Chapter 6- Enzyme Action

Question 1

Enzymes

Answer 1

• accelerate reactions by factors of as much as a million or more
• sole purpose: facilitate the formation of the transition state (a molecular form that is no longer substrate but not yet product)
• the energy required to form the transition state from the substrate is called the activation energy (Delta G)
• nearly all enzymes are proteins

Question 2

Enzymatic Catalysis

Answer 2

• enzymes and substrates “a contact sport”
• the formation of the enzyme-substrate complex is the first step in enzymatic catalysis
• enzymes bring substrates together on a region of the enzyme called the active site
• this promotes the formation of the transition state

Question 3

Free Energy

Answer 3

• Enzymes alter the reaction rate but not the reaction equilibrium
• equilibrium is determined only by the free energy difference of reactants and products–enzymes cannot alter this difference!!!
• Free Energy (G) is a measure of energy capable of doing work: spontaneity, not rate
• it is a measure of how far a chemical reaction is from equilibrium
• you get more useful work out of a reaction if it is far from equilibrium

Question 4

Free Energy (G) relationships

Answer 4

G=0; reaction is at equilibrium (reactants and products equal each other)

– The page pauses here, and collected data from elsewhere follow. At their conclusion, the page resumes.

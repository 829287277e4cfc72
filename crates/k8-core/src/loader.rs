//! Metadata-driven construction of component subtrees.
//!
//! Loading happens in two steps. Staging resolves the whole subtree in
//! memory: each component is constructed, configured and self-checked, its
//! terminal layout validated and its declared interconnects resolved,
//! without touching the registry or the graph. Only a fully staged subtree
//! is committed, so a failure anywhere leaves the runtime exactly as it
//! was.

use crate::bus::BusMask;
use crate::catalog::{Catalog, ComponentType};
use crate::component::Component;
use crate::graph::{ComponentGraph, GraphError, PATH_SEPARATOR, ROOT_PATH};
use crate::id::{NodeId, TypeKey};
use crate::link::LinkError;
use crate::metadata::{ComponentMeta, InterconnectDecl, LinkType, TerminalRef};
use crate::registry::{ComponentRegistry, RegistryError, Scope};
use crate::round::StateHash;
use crate::runtime::RuntimeContext;
use crate::terminal::TerminalLayout;
use std::collections::HashSet;

/// Errors raised while loading a component subtree.
#[derive(Debug, thiserror::Error)]
pub enum LoadError {
    /// Required metadata is missing or malformed.
    #[error("configuration error in {type_name}: {reason}")]
    Configuration { type_name: String, reason: String },

    /// No named factory, nested factory, or constructor is available.
    #[error("{type_name} is not constructable: no factory or constructor registered")]
    NotConstructable { type_name: String },

    #[error(transparent)]
    Registry(#[from] RegistryError),

    /// Two hosted children of one component share a name.
    #[error("duplicate name {name:?} under {parent}")]
    DuplicateName { parent: String, name: String },

    /// Self-check reported errors.
    #[error("{path} failed self-check: {}", errors.join("; "))]
    Activation { path: String, errors: Vec<String> },

    #[error(transparent)]
    Link(#[from] LinkError),

    #[error(transparent)]
    Graph(#[from] GraphError),
}

// ---------------------------------------------------------------------------
// Staged subtree
// ---------------------------------------------------------------------------

/// A constructed, checked component that is not attached yet.
#[derive(Debug)]
pub(crate) struct Staged {
    pub type_key: TypeKey,
    pub name: String,
    pub display_name: Option<String>,
    pub description: Option<String>,
    pub path: String,
    pub instance: Box<dyn Component>,
    pub layout: TerminalLayout,
    pub interconnects: Vec<InterconnectDecl>,
    pub children: Vec<Staged>,
}

impl Staged {
    /// Nodes in this subtree, self included.
    pub fn subtree_len(&self) -> usize {
        1 + self.children.iter().map(Staged::subtree_len).sum::<usize>()
    }
}

/// Outcome of [`Loader::prepare`].
#[derive(Debug)]
pub(crate) enum Prepared {
    /// The same type is already attached under the same name and scope.
    Existing(NodeId),
    New(Staged),
}

/// One end of a planned interconnect. `node` is a preorder index into the
/// staged subtree.
#[derive(Debug, Clone, PartialEq, Eq)]
pub(crate) struct Endpoint {
    pub node: usize,
    pub terminal: String,
    pub mask: BusMask,
}

/// An interconnect that resolved and validated against the staged subtree.
#[derive(Debug, Clone, PartialEq, Eq)]
pub(crate) struct PlannedLink {
    pub name: String,
    pub source: Endpoint,
    pub target: Endpoint,
    pub link_type: LinkType,
}

// ---------------------------------------------------------------------------
// Loader
// ---------------------------------------------------------------------------

/// Read-only staging pass over the current runtime state.
pub(crate) struct Loader<'a> {
    catalog: &'a Catalog,
    registry: &'a ComponentRegistry,
    graph: &'a ComponentGraph,
}
//! Scheduler configuration, round bookkeeping and reports.

use crate::id::{NodeId, RoundId, TransactionId};
use std::sync::Arc;
use std::sync::atomic::{AtomicBool, Ordering};

// ---------------------------------------------------------------------------
// Configuration
// ---------------------------------------------------------------------------

/// Scheduler settings. Chosen at runtime construction.
#[derive(Debug, Clone, PartialEq, Eq, serde::Serialize, serde::Deserialize)]
#[serde(default)]
pub struct SchedulerConfig {
    /// How many times one handler may be attempted in a single round. A
    /// handler still delaying after this many attempts fails the round.
    /// Values below 1 are treated as 1.
    pub max_attempts_per_handler: u32,

    /// Evaluate independent handler groups on worker threads. Only honored
    /// with the `parallel` feature; results are identical either way.
    pub parallel: bool,
}

impl SchedulerConfig {
    pub const DEFAULT_MAX_ATTEMPTS: u32 = 8;

    pub fn attempt_budget(&self) -> u32 {
        self.max_attempts_per_handler.max(1)
    }
}

impl Default for SchedulerConfig {
    fn default() -> Self {
        Self {
            max_attempts_per_handler: Self::DEFAULT_MAX_ATTEMPTS,
            parallel: false,
        }
    }
}

// ---------------------------------------------------------------------------
// Round state
// ---------------------------------------------------------------------------

/// Counters that survive across rounds.
#[derive(Debug, Clone, Default)]
pub struct RoundState {
    /// Id of the next round to run. Advances only on success.
    pub round: RoundId,
    /// Next transaction id. Never rewinds, even when a round fails.
    pub next_transaction: u64,
}

impl RoundState {
    pub fn new() -> Self {
        Self::default()
    }
}

/// Result of one successful round.
#[derive(Debug, Clone, Default, PartialEq, Eq)]
pub struct RoundReport {
    pub round: RoundId,
    /// Handlers scheduled this round.
    pub scheduled: usize,
    /// Handlers that committed, in attach order.
    pub committed: Vec<NodeId>,
    /// Handlers that rolled back, in attach order.
    pub rolled_back: Vec<NodeId>,
    /// Total handler invocations, including retries.
    pub attempts: usize,
    /// `Delay` responses that were retried.
    pub delays: usize,
    pub first_transaction: Option<TransactionId>,
    pub last_transaction: Option<TransactionId>,
    /// Nets whose committed value changed, including mirror and latch
    /// effects.
    pub changed_nets: usize,
    pub mirrors_fired: usize,
}

/// Why [`Runtime::run`](crate::runtime::Runtime::run) stopped.
#[derive(Debug, Clone, Copy, PartialEq, Eq)]
pub enum RunStop {
    /// Nothing left to schedule.
    Quiescent,
    /// The cancel token was set; the in-flight round completed first.
    Cancelled,
    /// `max_rounds` rounds ran.
    RoundLimit,
}

/// Result of a multi-round run.
#[derive(Debug, Clone, PartialEq, Eq)]
pub struct RunSummary {
    pub rounds: Vec<RoundReport>,
    pub stop: RunStop,
}

// ---------------------------------------------------------------------------
// Cancellation
// ---------------------------------------------------------------------------

/// Cooperative cancellation, honored only between rounds.
#[derive(Debug, Clone, Default)]
pub struct CancelToken(Arc<AtomicBool>);

impl CancelToken {
    pub fn new() -> Self {
        Self::default()
    }

    pub fn cancel(&self) {
        self.0.store(true, Ordering::SeqCst);
    }

    pub fn is_cancelled(&self) -> bool {
        self.0.load(Ordering::SeqCst)
    }
}

// ---------------------------------------------------------------------------
// State hash
// ---------------------------------------------------------------------------

/// A simple deterministic hash of committed state, used for determinism
/// checks and for generated component names.
///
/// Uses FNV-1a (64-bit) for speed and simplicity. Not cryptographic.
#[derive(Debug, Clone, Copy, PartialEq, Eq)]
pub struct StateHash(pub u64);

impl StateHash {
    const FNV_OFFSET: u64 = 0xcbf29ce484222325;
    const FNV_PRIME: u64 = 0x100000001b3;

    /// Start a new hash.
    pub fn new() -> Self {
        Self(Self::FNV_OFFSET)
    }

    /// Feed bytes into the hash.
    pub fn write(&mut self, bytes: &[u8]) {
        for &b in bytes {
            self.0 ^= b as u64;
            self.0 = self.0.wrapping_mul(Self::FNV_PRIME);
        }
    }

    pub fn write_u64(&mut self, v: u64) {
        self.write(&v.to_le_bytes());
    }

    pub fn write_u32(&mut self, v: u32) {
        self.write(&v.to_le_bytes());
    }

    pub fn write_str(&mut self, s: &str) {
        self.write_u64(s.len() as u64);
        self.write(s.as_bytes());
    }

    /// Finalize and return the hash value.
    pub fn finish(self) -> u64 {
        self.0
    }
}

impl Default for StateHash {
    fn default() -> Self {
        Self::new()
    }
}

G less than 0 (-); reactant concentrations are higher (Exergonic) longer arrow on top.

G greater than 0 (+); product concentrations are higher (Enderomic)

Question 5

Free Energy & Equilibrium Constant (Keq)

Answer 5

• delta G and Keq are opposite sides of the same coin!
• remember delta G and Keq is the opposite as far as negative and positive
• delta G = 0, Keq= 1 (equilibrium)

Question 6

Six major classes of Enzymes

Answer 6

• Oxidoreductase: oxidation-reduction reactions
• Transferases: move functional groups between molecules
• Hydrolyases: cleave bonds with the addition of water
• Lyases: remove atoms to form double bonds or add atoms to double bonds
• isomerases: move functional groups within a molecule
• ligases: join two molecules at the expense of ATP

Question 7

Cofactors

Answer 7

• small molecules that some enzymes require for activity
• two main classes: coenzymes (organic molecules derived from vitamins), and metals
• tightly bound coenzymes are called prosthetic groups
• an enzyme with its cofactor is a holoenzyme
• without its cofactor is an apoenzyme

Question 8

Enzyme activity

Answer 8

• temperature enhances the rate of enzyme-catalyzed reactions
• most enzymes have an optimal pH

Question 9

Kilojoule vs. kilocalorie

Answer 9

1 kJ = 0.239 kcal

Question 10

Properties of the active site

Answer 10

• 3D structure or cleft that is formed by a different amino acid sequence
• very small region of the enzyme
• unique non-polar micro environment where the active site is free from any water molecules (enhances ES formation)
• non-covalent interactions are mediated by electrostatic interactions
• allows binding of only one specific substrate

Question 11

What does an apoenzyme need to become a holoenzyme

Answer 11

A cofactor (helper molecule)

Question 12

Types of cofactors

Answer 12

Inorganic: metal ions (Zn, Ca)
Organic: flavin, heme
-prosthetic group (tightly bound to enzyme)
-coenzymes: released from the active site during the reaction (NADH, NADHP, ATP)

Question 13

What is the fundamental mechanism by which enzymes enhance the rate of chemical reactions?

Answer 13

They lower the energy of activation by stabling the transition state.

Question 14

What is meant by the term binding energy?

Answer 14

Formation of the ES complex releases free energy—this free energy is released due to the formation of the complex and is called binding energy.

Question 15

What is RT

Answer 15

R=gas constant = 8.315 J K mol

T = temperature at 25 C= 298 K